- **PROBLEM REQUIREMENTS**
Would you please retype, exactly, the lines of the listing below between the line with "let mut last = Instant::now();" and the line with "session.resets()", inclusive?
┌─ INPUT DATA
// Copyright 2025 Cowboy AI, LLC.

//! The orchestrator façade (§4.6): lifecycle of the dispatcher, the saga
//! factory, the worker registry, and restart recovery from the store.

use std::sync::Arc;

use crate::config::{DispatcherOptions, OrchestratorOptions};
use crate::dispatcher::Dispatcher;
use crate::error::{OrchestratorError, Result};
use crate::record::RecordStore;
use crate::saga::{Saga, SagaRecord, SagaStatus};
use crate::step::StepRecord;
use crate::store::Store;
use crate::worker::{new_worker_registry, Worker, WorkerRegistry};

const SAGA_TABLE: &str = "saga";

/// The public entry point: owns the store handles, the worker registry,
/// and the dispatcher, and hands out [`Saga`] handles.
pub struct Orchestrator {
    saga_records: RecordStore<SagaRecord>,
    step_records: RecordStore<StepRecord>,
    workers: WorkerRegistry,
    dispatcher: Dispatcher,
}

impl Orchestrator {
    /// Build an orchestrator over `store`, namespacing every table it
    /// touches per `options.namespace`, and start the dispatcher's tick
    /// loop immediately.
    pub fn new(
        store: Arc<dyn Store>,
        options: OrchestratorOptions,
        dispatcher_options: DispatcherOptions,
    ) -> Self {
        let saga_records = RecordStore::new(store.clone(), options.namespace.clone());
        let step_records = RecordStore::new(store.clone(), options.namespace.clone());
        let workers = new_worker_registry();
        let dispatcher = Dispatcher::new(dispatcher_options, workers.clone());
        dispatcher.start();

        Self {
            saga_records,
            step_records,
            workers,
            dispatcher,
        }
    }

    /// Create and persist a new saga, registering it with the
    /// dispatcher.
    #[tracing::instrument(skip(self))]
    pub async fn create_saga(&self) -> Result<Saga> {
        let saga = Saga::create(self.saga_records.clone(), self.step_records.clone()).await?;
        self.dispatcher.register_saga(saga.clone());
        Ok(saga)
    }

    /// Register a worker under its own `name()`. Fails if a worker with
    /// that name is already registered.
    pub fn register_worker(&self, worker: Arc<dyn Worker>) -> Result<()> {
        let mut workers = self.workers.write().expect("worker registry lock poisoned");
        if workers.contains_key(worker.name()) {
            return Err(OrchestratorError::InvalidOperation(format!(
                "worker '{}' is already registered",
                worker.name()
            )));
        }
        workers.insert(worker.name().to_string(), worker);
        Ok(())
    }

    /// Register several workers at once. Rejects (rather than silently
    /// overwriting) any name collision, including collisions within
    /// `workers` itself; registrations before the failing one are kept.
    pub fn register_workers(&self, workers: impl IntoIterator<Item = Arc<dyn Worker>>) -> Result<()> {
        for worker in workers {
            self.register_worker(worker)?;
        }
        Ok(())
    }

    /// Look up a registered saga by id.
    pub fn get_saga(&self, saga_id: &str) -> Option<Saga> {
        self.dispatcher.get_saga(saga_id)
    }

    /// Look up a registered worker by name.
    pub fn get_worker(&self, name: &str) -> Option<Arc<dyn Worker>> {
        self.workers.read().expect("worker registry lock poisoned").get(name).cloned()
    }

    /// Stop the dispatcher's tick loop. Already-dispatched workers keep
    /// running; `Queued` steps remain `Queued` until `start()`.
    pub fn stop(&self) {
        self.dispatcher.stop();
    }

    /// (Re)start the dispatcher's tick loop.
    pub fn start(&self) {
        self.dispatcher.start();
    }

    /// Run one dispatcher tick immediately, ignoring its schedule.
    /// Mainly useful for tests and for hosts driving the dispatcher
    /// deterministically instead of on a timer.
    pub async fn tick_now(&self) {
        self.dispatcher.tick().await;
    }

    /// Enumerate persisted sagas, re-register every one not already in a
    /// terminal status with the dispatcher, and return the restored
    /// handles. Workers must be re-registered by the host before their
    /// steps can progress.
    #[tracing::instrument(skip(self))]
    pub async fn restore_previous_state(&self) -> Result<Vec<Saga>> {
        let ids = self.saga_records.get_ids(SAGA_TABLE).await?;
        let records = self.saga_records.get_multiple(SAGA_TABLE, &ids).await?;

        let mut restored = Vec::new();
        for (id, record) in ids.into_iter().zip(records) {
            let Some(record) = record else { continue };
            if record.status == SagaStatus::Finished || record.status == SagaStatus::Failed {
                continue;
            }
            let saga = Saga::from_parts(self.saga_records.clone(), self.step_records.clone(), id);
            self.dispatcher.register_saga(saga.clone());
            restored.push(saga);
        }
        Ok(restored)
    }
}
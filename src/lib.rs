// Copyright (c) 2025 - Cowboy AI, LLC.

//! # sagaflow
//!
//! A distributed-workflow orchestrator for **sagas**: long-running
//! business transactions composed of a DAG of steps, each executed by a
//! named worker, with optional per-step compensators that undo a step's
//! effect on failure.
//!
//! The crate persists every saga and step to an external key/value
//! [`store::Store`] so progress survives process restarts, and drives
//! execution with a periodic [`dispatcher::Dispatcher`] tick that
//! advances the saga/step state machines and dispatches ready steps to
//! a bounded local worker pool.
//!
//! ## Building blocks
//! - [`store`]: the namespaced key/value contract, plus an in-memory
//!   reference driver and an optional NATS JetStream KV driver (feature
//!   `nats`)
//! - [`record`]: per-table monotonic id allocation and typed
//!   create/update/get over a `Store`
//! - [`step`]: the step state machine ([`step::StepStatus`]) and its
//!   persisted transitions
//! - [`saga`]: the saga state machine ([`saga::SagaStatus`]), the DAG
//!   readiness algorithm, and the compensation cascade
//! - [`worker`]: the worker contract and its process-local registry
//! - [`dispatcher`]: the non-reentrant tick loop and bounded in-flight
//!   dispatch
//! - [`orchestrator`]: the public façade tying the above together
//!
//! ## Example
//!
//! ```no_run
//! use std::sync::Arc;
//! use async_trait::async_trait;
//! use sagaflow::{
//!     config::{DispatcherOptions, OrchestratorOptions},
//!     orchestrator::Orchestrator,
//!     saga::Saga,
//!     store::memory::InMemoryStore,
//!     worker::Worker,
//! };
//!
//! struct Echo;
//!
//! #[async_trait]
//! impl Worker for Echo {
//!     fn name(&self) -> &str {
//!         "echo"
//!     }
//!
//!     async fn run(
//!         &self,
//!         args: Vec<serde_json::Value>,
//!         _dependency_args: Vec<serde_json::Value>,
//!         saga: Saga,
//!         step_id: String,
//!     ) {
//!         let _ = saga.step_finished(&step_id, args.into_iter().next()).await;
//!     }
//! }
//!
//! # #[tokio::main]
//! # async fn main() -> Result<(), Box<dyn std::error::Error>> {
//! let store = Arc::new(InMemoryStore::new());
//! let orchestrator = Orchestrator::new(
//!     store,
//!     OrchestratorOptions::new("demo"),
//!     DispatcherOptions::default(),
//! );
//! orchestrator.register_worker(Arc::new(Echo))?;
//!
//! let saga = orchestrator.create_saga().await?;
//! saga.add_step("echo", vec![serde_json::json!("hi")], vec![]).await?;
//! saga.start().await?;
//! # Ok(())
//! # }
//! ```

#![warn(missing_docs)]

pub mod config;
pub mod dispatcher;
pub mod error;
pub mod orchestrator;
pub mod record;
pub mod saga;
pub mod step;
pub mod store;
pub mod worker;

pub use error::{OrchestratorError, Result};
pub use orchestrator::Orchestrator;
pub use saga::Saga;
pub use step::Step;
pub use worker::Worker;
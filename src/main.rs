//! Torus Snake entry point
//!
//! Headless native host: paces ticks in real time, steers with a simple
//! autopilot, and prints frames as text.
//!
//! Usage: `torus-snake [settings.json] [ticks]`

#[cfg(not(target_arch = "wasm32"))]
fn main() {
    env_logger::init();
    log::info!("Torus Snake (native) starting...");

    if let Err(e) = native::run() {
        log::error!("{e}");
        std::process::exit(1);
    }
}

#[cfg(target_arch = "wasm32")]
fn main() {
    // No wasm host; the library is embedded by other front ends
}

#[cfg(not(target_arch = "wasm32"))]
mod native {
    use std::time::Instant;

    use torus_snake::platform::TickClock;
    use torus_snake::renderer::{Palette, RenderView, ascii};
    use torus_snake::sim::{Cell, Direction, TickEvent, wrap};
    use torus_snake::{GameSession, SimError, Settings};

    const DEFAULT_TICKS: u64 = 200;

    pub fn run() -> Result<(), SimError> {
        let mut args = std::env::args().skip(1);
        let settings = match args.next() {
            Some(path) => Settings::load(path)?,
            None => Settings::default(),
        };
        let max_ticks = args
            .next()
            .and_then(|s| s.parse().ok())
            .unwrap_or(DEFAULT_TICKS);

        let mut session = GameSession::new(&settings)?;
        let mut clock = TickClock::new(settings.ticks_per_second);
        let mut last = Instant::now();
        let mut longest = session.length();
        let palette = Palette::default();
        let color = std::env::var_os("NO_COLOR").is_none();
        let draw = |view: &RenderView<'_>| {
            if color {
                ascii::render_colored(view, &palette)
            } else {
                ascii::render(view)
            }
        };

        while session.ticks() < max_ticks {
            let now = Instant::now();
            let due = clock.advance(now.duration_since(last).as_secs_f32());
            last = now;

            for _ in 0..due {
                session.request_direction(steer(&session));
                match session.tick()? {
                    TickEvent::Grew => {
                        longest = longest.max(session.length());
                        print!("{}", draw(&session.view(settings.cell_size)));
                        println!("tick {} length {}", session.ticks(), session.length());
                    }
                    TickEvent::Collided => {
                        println!("tick {} collision, restarting", session.ticks());
                    }
                    TickEvent::None => {}
                }
            }

            std::thread::sleep(settings.tick_interval() / 4);
        }

        print!("{}", draw(&session.view(settings.cell_size)));
        log::info!(
            "Finished {} ticks: length {}, longest {}, {} reset(s)",
            session.ticks(),
            session.length(),
            longest,
            session.resets()
        );
        Ok(())
    }

    /// Shortest signed distance from `from` to `to` on a wrapped axis
    fn wrapped_delta(from: i32, to: i32, size: i32) -> i32 {
        let d = wrap(to - from, size);
        if d > size / 2 { d - size } else { d }
    }

    /// Head toward the target, preferring moves that don't hit the body
    fn steer(session: &GameSession) -> Direction {
        let actor = session.actor();
        let board = session.board();
        let head = actor.head();
        let target = session.target().cell;

        let dx = wrapped_delta(head.col, target.col, board.width);
        let dy = wrapped_delta(head.row, target.row, board.height);

        let mut order: Vec<Direction> = Vec::with_capacity(4);
        if dx != 0 {
            order.push(if dx > 0 { Direction::Right } else { Direction::Left });
        }
        if dy != 0 {
            order.push(if dy > 0 { Direction::Down } else { Direction::Up });
        }
        order.push(actor.direction());
        order.extend(Direction::ALL);

        let tail = actor.tail();
        let blocked = |cell: Cell| actor.occupies(cell) && !(cell == tail && !actor.is_growing());

        order
            .into_iter()
            .filter(|d| *d != actor.direction().opposite())
            .find(|d| !blocked(head.offset(d.delta(), board)))
            .unwrap_or(actor.direction())
    }
}
//! Input plumbing for hosts that poll keys on another thread
//!
//! Holds at most one pending request. Writers overwrite it, the session
//! empties it with a single swap per tick.

use std::sync::atomic::{AtomicU8, Ordering};

use crate::sim::{Direction, propose};

const EMPTY: u8 = 0;

#[derive(Debug)]
pub struct SharedInput {
    /// Heading published after the last tick
    current: AtomicU8,
    /// Latest accepted request, `EMPTY` if none
    pending: AtomicU8,
}

impl SharedInput {
    pub fn new(current: Direction) -> Self {
        Self {
            current: AtomicU8::new(current.to_bits()),
            pending: AtomicU8::new(EMPTY),
        }
    }

    /// Filter `requested` against the published heading and store it
    pub fn request(&self, requested: Direction) -> bool {
        let current = Direction::from_bits(self.current.load(Ordering::Acquire));
        let accepted = match current {
            Some(current) => propose(current, requested),
            None => Some(requested),
        };
        match accepted {
            Some(dir) => {
                self.pending.swap(dir.to_bits(), Ordering::AcqRel);
                true
            }
            None => false,
        }
    }

    /// Take the pending request, leaving the slot empty
    pub fn take(&self) -> Option<Direction> {
        Direction::from_bits(self.pending.swap(EMPTY, Ordering::AcqRel))
    }

    /// Record the heading the next requests are filtered against
    pub fn publish(&self, current: Direction) {
        self.current.store(current.to_bits(), Ordering::Release);
    }

    pub fn current(&self) -> Option<Direction> {
        Direction::from_bits(self.current.load(Ordering::Acquire))
    }
}
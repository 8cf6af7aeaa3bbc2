//! Platform abstraction layer
//!
//! Host-side collaborators the simulation consumes:
//! - Time/ticks (fixed-rate tick clock)
//! - Input events (key mapping, thread-safe request slot)

pub mod input;
pub mod time;

pub use input::SharedInput;
pub use time::TickClock;
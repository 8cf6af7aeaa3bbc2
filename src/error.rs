//! Error types
//!
//! Reversal requests and self-collision are not errors: the first is dropped,
//! the second resets the session. Only misconfiguration reaches the host.

use std::path::PathBuf;

use thiserror::Error;

/// Failures while loading or validating settings
#[derive(Debug, Error)]
pub enum ConfigError {
    #[error("failed to read settings from {path}: {source}")]
    Io {
        path: PathBuf,
        #[source]
        source: std::io::Error,
    },
    #[error("failed to parse settings: {0}")]
    Parse(#[from] serde_json::Error),
    #[error("board dimensions must be positive, got {width}x{height}")]
    ZeroDimension { width: i32, height: i32 },
    #[error("board of {area} cell(s) cannot hold the actor and a target")]
    BoardTooSmall { area: usize },
    #[error("ticks_per_second must be positive")]
    ZeroTickRate,
    #[error("cell_size must be non-zero")]
    ZeroCellSize,
}

/// Failures surfaced by the simulation
#[derive(Debug, Error)]
pub enum SimError {
    /// No free cell left for the target; the actor fills the board
    #[error("no free cell for target: {occupied} of {area} cells occupied")]
    OutOfSpace { occupied: usize, area: usize },
    #[error("invalid configuration: {0}")]
    Config(#[from] ConfigError),
    #[error("invalid actor: {0}")]
    InvalidActor(&'static str),
    #[error("target {col},{row} overlaps the actor or lies off the board")]
    InvalidTarget { col: i32, row: i32 },
}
└─
- **FINISHED EXERCISE**
        let mut last = Instant::now();
        let mut longest = session.length();
        let palette = Palette::default();
        let color = std::env::var_os("NO_COLOR").is_none();
        let draw = |view: &RenderView<'_>| {
            if color {
                ascii::render_colored(view, &palette)
            } else {
                ascii::render(view)
            }
        };

        while session.ticks() < max_ticks {
            let now = Instant::now();
            let due = clock.advance(now.duration_since(last).as_secs_f32());
            last = now;

            for _ in 0..due {
                session.request_direction(steer(&session));
                match session.tick()? {
                    TickEvent::Grew => {
                        longest = longest.max(session.length());
                        print!("{}", draw(&session.view(settings.cell_size)));
                        println!("tick {} length {}", session.ticks(), session.length());
                    }
                    TickEvent::Collided => {
                        println!("tick {} collision, restarting", session.ticks());
                    }
                    TickEvent::None => {}
                }
            }

            std::thread::sleep(settings.tick_interval() / 4);
        }

        print!("{}", draw(&session.view(settings.cell_size)));
        log::info!(
            "Finished {} ticks: length {}, longest {}, {} reset(s)",
            session.ticks(),
            session.length(),
            longest,
            session.resets()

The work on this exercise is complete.